El ambiente era tenso. Mirase donde mirase veía caras de resignación. Paró en seco en plena calle, nada importaba en ese momento. Nada excepto el por qué. El por qué se esas caras. El por qué de esa nueva ciudad, muerta tras la dura corteza que aparentemente la rodeaba. Pensó. Pensó en las guerras de las noticias diarias, en las injusticias que rodeaban la vida y en esas próximas elecciones que, por lo que se rumoreaba, cambiarían todo para mejorarlo.

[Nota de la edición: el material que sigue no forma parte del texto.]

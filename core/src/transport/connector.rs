/// Push channel connector: one WebSocket per authenticated session
use crate::error::{ChatError, Result};
use crate::transport::protocol::{
    Envelope, JoinPayload, EVENT_CONNECT, EVENT_CONNECT_ERROR, EVENT_DISCONNECT, EVENT_JOIN,
};
use futures_util::{SinkExt, StreamExt};
use serde_json::Value;
use std::collections::HashMap;
use std::sync::{Arc, Mutex, PoisonError, RwLock};
use std::time::Duration;
use tokio::sync::mpsc;
use tokio::task::JoinHandle;
use tokio::time::timeout;
use tokio_tungstenite::connect_async;
use tokio_tungstenite::tungstenite::Message as WsMessage;
use tracing::{debug, error, info, warn};

/// Callback for one named inbound event
pub type EventHandler = Arc<dyn Fn(Value) + Send + Sync>;

/// Connection state of the push channel
#[derive(Debug, Clone, Copy, PartialEq, Eq)]
pub enum ConnectionState {
    Disconnected,
    Connecting,
    Connected,
}

enum Link {
    Idle,
    Connecting,
    Connected {
        generation: u64,
        outbound: mpsc::UnboundedSender<WsMessage>,
        reader: JoinHandle<()>,
    },
}

struct Inner {
    url: String,
    connect_timeout: Duration,
    link: Mutex<Link>,
    generation: Mutex<u64>,
    handlers: RwLock<HashMap<String, EventHandler>>,
}

/// Push channel handle. Cheap to clone; all clones share one connection.
#[derive(Clone)]
pub struct Transport {
    inner: Arc<Inner>,
}

impl Transport {
    pub fn new(url: impl Into<String>, connect_timeout: Duration) -> Self {
        Self {
            inner: Arc::new(Inner {
                url: url.into(),
                connect_timeout,
                link: Mutex::new(Link::Idle),
                generation: Mutex::new(0),
                handlers: RwLock::new(HashMap::new()),
            }),
        }
    }

    pub fn url(&self) -> &str {
        &self.inner.url
    }

    /// Open the channel and announce presence with `join{sessionId}`.
    ///
    /// No-op while already connected or connecting. Failures are logged,
    /// dispatched as `connect_error` and returned; nothing is retried.
    /// A `disconnect` racing the handshake makes this return an error.
    pub async fn connect(&self, session_id: &str) -> Result<()> {
        {
            let mut link = self.inner.lock_link();
            match *link {
                Link::Idle => *link = Link::Connecting,
                Link::Connecting | Link::Connected { .. } => {
                    debug!("Push channel already up, ignoring connect");
                    return Ok(());
                }
            }
        }

        let ws = match timeout(self.inner.connect_timeout, connect_async(self.inner.url.as_str()))
            .await
        {
            Ok(Ok((ws, _response))) => ws,
            Ok(Err(e)) => return Err(self.connect_failed(e.to_string())),
            Err(_) => return Err(self.connect_failed("connection timed out".to_string())),
        };

        let generation = {
            let mut g = self
                .inner
                .generation
                .lock()
                .unwrap_or_else(PoisonError::into_inner);
            *g += 1;
            *g
        };

        let (mut sink, mut stream) = ws.split();
        let (outbound, mut outbound_rx) = mpsc::unbounded_channel::<WsMessage>();

        tokio::spawn(async move {
            while let Some(msg) = outbound_rx.recv().await {
                if let Err(e) = sink.send(msg).await {
                    warn!("Push channel write failed: {}", e);
                    break;
                }
            }
            let _ = sink.close().await;
        });

        {
            let mut link = self.inner.lock_link();
            if !matches!(*link, Link::Connecting) {
                warn!("Push channel torn down during connect, dropping socket");
                let _ = outbound.send(WsMessage::Close(None));
                return Err(ChatError::Transport(
                    "disconnected during connect".to_string(),
                ));
            }

            // Spawned under the link lock: a remote close cannot be handled
            // before the link records this generation as connected.
            let inner = self.inner.clone();
            let reader = tokio::spawn(async move {
                while let Some(frame) = stream.next().await {
                    match frame {
                        Ok(WsMessage::Text(text)) => inner.dispatch_frame(&text),
                        Ok(WsMessage::Close(_)) => {
                            debug!("Push channel closed by server");
                            break;
                        }
                        Ok(_) => {}
                        Err(e) => {
                            warn!("Push channel read failed: {}", e);
                            break;
                        }
                    }
                }
                inner.on_remote_closed(generation);
            });
            *link = Link::Connected {
                generation,
                outbound,
                reader,
            };
        }

        info!("Push channel connected to {}", self.inner.url);
        self.inner.dispatch(EVENT_CONNECT, Value::Null);

        let join = JoinPayload {
            session_id: session_id.to_string(),
        };
        self.send(EVENT_JOIN, serde_json::to_value(&join)?);
        Ok(())
    }

    fn connect_failed(&self, reason: String) -> ChatError {
        *self.inner.lock_link() = Link::Idle;
        error!("Push channel connection to {} failed: {}", self.inner.url, reason);
        self.inner
            .dispatch(EVENT_CONNECT_ERROR, Value::String(reason.clone()));
        ChatError::Transport(reason)
    }

    /// Close the channel and reset so `connect` can run again.
    pub fn disconnect(&self) {
        let previous = std::mem::replace(&mut *self.inner.lock_link(), Link::Idle);
        match previous {
            Link::Connected {
                outbound, reader, ..
            } => {
                let _ = outbound.send(WsMessage::Close(None));
                reader.abort();
                info!("Push channel disconnected");
                self.inner.dispatch(EVENT_DISCONNECT, Value::Null);
            }
            Link::Connecting => debug!("Push channel connect abandoned"),
            Link::Idle => {}
        }
    }

    /// Emit an event. Returns false (and drops the event) when not connected.
    pub fn send(&self, event: &str, data: Value) -> bool {
        let text = match Envelope::new(event, data).to_text() {
            Ok(text) => text,
            Err(e) => {
                error!("Failed to encode {} event: {}", event, e);
                return false;
            }
        };

        let link = self.inner.lock_link();
        match &*link {
            Link::Connected { outbound, .. } => {
                if outbound.send(WsMessage::Text(text.into())).is_ok() {
                    true
                } else {
                    warn!("Push channel writer gone, dropping {} event", event);
                    false
                }
            }
            _ => {
                warn!("Push channel not connected, dropping {} event", event);
                false
            }
        }
    }

    /// Register the handler for `event`, replacing any previous one.
    pub fn subscribe<F>(&self, event: &str, handler: F)
    where
        F: Fn(Value) + Send + Sync + 'static,
    {
        let previous = self
            .inner
            .write_handlers()
            .insert(event.to_string(), Arc::new(handler));
        if previous.is_some() {
            debug!("Replaced handler for {}", event);
        }
    }

    pub fn unsubscribe(&self, event: &str) {
        self.inner.write_handlers().remove(event);
    }

    pub fn unsubscribe_all(&self) {
        self.inner.write_handlers().clear();
    }

    pub fn is_subscribed(&self, event: &str) -> bool {
        self.inner
            .handlers
            .read()
            .unwrap_or_else(PoisonError::into_inner)
            .contains_key(event)
    }

    pub fn state(&self) -> ConnectionState {
        match *self.inner.lock_link() {
            Link::Idle => ConnectionState::Disconnected,
            Link::Connecting => ConnectionState::Connecting,
            Link::Connected { .. } => ConnectionState::Connected,
        }
    }

    pub fn is_connected(&self) -> bool {
        self.state() == ConnectionState::Connected
    }
}

impl Inner {
    fn lock_link(&self) -> std::sync::MutexGuard<'_, Link> {
        self.link.lock().unwrap_or_else(PoisonError::into_inner)
    }

    fn write_handlers(&self) -> std::sync::RwLockWriteGuard<'_, HashMap<String, EventHandler>> {
        self.handlers.write().unwrap_or_else(PoisonError::into_inner)
    }

    fn dispatch_frame(&self, text: &str) {
        match Envelope::from_text(text) {
            Ok(envelope) => self.dispatch(&envelope.event, envelope.data),
            Err(e) => warn!("Ignoring malformed push frame: {}", e),
        }
    }

    fn dispatch(&self, event: &str, data: Value) {
        // Clone out so a handler may (un)subscribe without deadlocking
        let handler = self
            .handlers
            .read()
            .unwrap_or_else(PoisonError::into_inner)
            .get(event)
            .cloned();
        match handler {
            Some(handler) => handler(data),
            None => debug!("No handler for {} event", event),
        }
    }

    /// Reader ended on its own. Only the current connection may reset state.
    fn on_remote_closed(&self, generation: u64) {
        {
            let mut link = self.lock_link();
            let current =
                matches!(&*link, Link::Connected { generation: g, .. } if *g == generation);
            if !current {
                return;
            }
            *link = Link::Idle;
        }
        warn!("Push channel lost; live updates paused until reconnect");
        self.dispatch(EVENT_DISCONNECT, Value::Null);
    }
}

#[cfg(test)]
mod tests {
    use super::*;
    use std::sync::atomic::{AtomicUsize, Ordering};

    #[test]
    fn test_send_while_disconnected_is_dropped() {
        let transport = Transport::new("ws://127.0.0.1:1", Duration::from_millis(100));
        assert_eq!(transport.state(), ConnectionState::Disconnected);
        assert!(!transport.send("typing", Value::Null));
    }

    #[test]
    fn test_subscribe_replaces_handler() {
        let transport = Transport::new("ws://127.0.0.1:1", Duration::from_millis(100));
        let first = Arc::new(AtomicUsize::new(0));
        let second = Arc::new(AtomicUsize::new(0));

        let f = first.clone();
        transport.subscribe("userOnline", move |_| {
            f.fetch_add(1, Ordering::SeqCst);
        });
        let s = second.clone();
        transport.subscribe("userOnline", move |_| {
            s.fetch_add(1, Ordering::SeqCst);
        });

        transport
            .inner
            .dispatch_frame(r#"{"event":"userOnline","data":["u1"]}"#);
        assert_eq!(first.load(Ordering::SeqCst), 0);
        assert_eq!(second.load(Ordering::SeqCst), 1);

        transport.unsubscribe("userOnline");
        assert!(!transport.is_subscribed("userOnline"));
        transport
            .inner
            .dispatch_frame(r#"{"event":"userOnline","data":["u1"]}"#);
        assert_eq!(second.load(Ordering::SeqCst), 1);
    }

    #[tokio::test]
    async fn test_connect_failure_resets_state() {
        let transport = Transport::new("ws://127.0.0.1:1", Duration::from_millis(500));
        let errors = Arc::new(AtomicUsize::new(0));
        let e = errors.clone();
        transport.subscribe(EVENT_CONNECT_ERROR, move |_| {
            e.fetch_add(1, Ordering::SeqCst);
        });

        let result = transport.connect("u1").await;
        assert!(matches!(result, Err(ChatError::Transport(_))));
        assert_eq!(transport.state(), ConnectionState::Disconnected);
        assert_eq!(errors.load(Ordering::SeqCst), 1);
    }
}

Siguió observando. Esta vez reparó en los ojos, en los sentimientos. Se asustó. Deseo, esperanza, traición, pasión, sinceridad, preocupación, insatisfacción, crueldad, temor. Asomaban por todas partes. Vió recuerdos y tristeza, pero también sonrisas de tiempos pasados. Tal visión la apenaba. No comprendía por qué la gente había dejado de creer en la felicidad.
Por su mente pasaron los recuerdos de otras épocas mejores. Épocas en las que los ancianos paseaban agarrados del brazo, los amigos salían de cañas una tarde de sábado y las parejas paseaban por la acera agarradas de la mano, fantaseando con sus perfectos futuros. Este recuerdo le hizo sonreir.
Hasta que lo comprendió. La gente, la sociedad... no eran felices. Los problemas y las preocupaciones les habían sobrepasado, para siempre. Ellos lo sabían. Ya no había solución.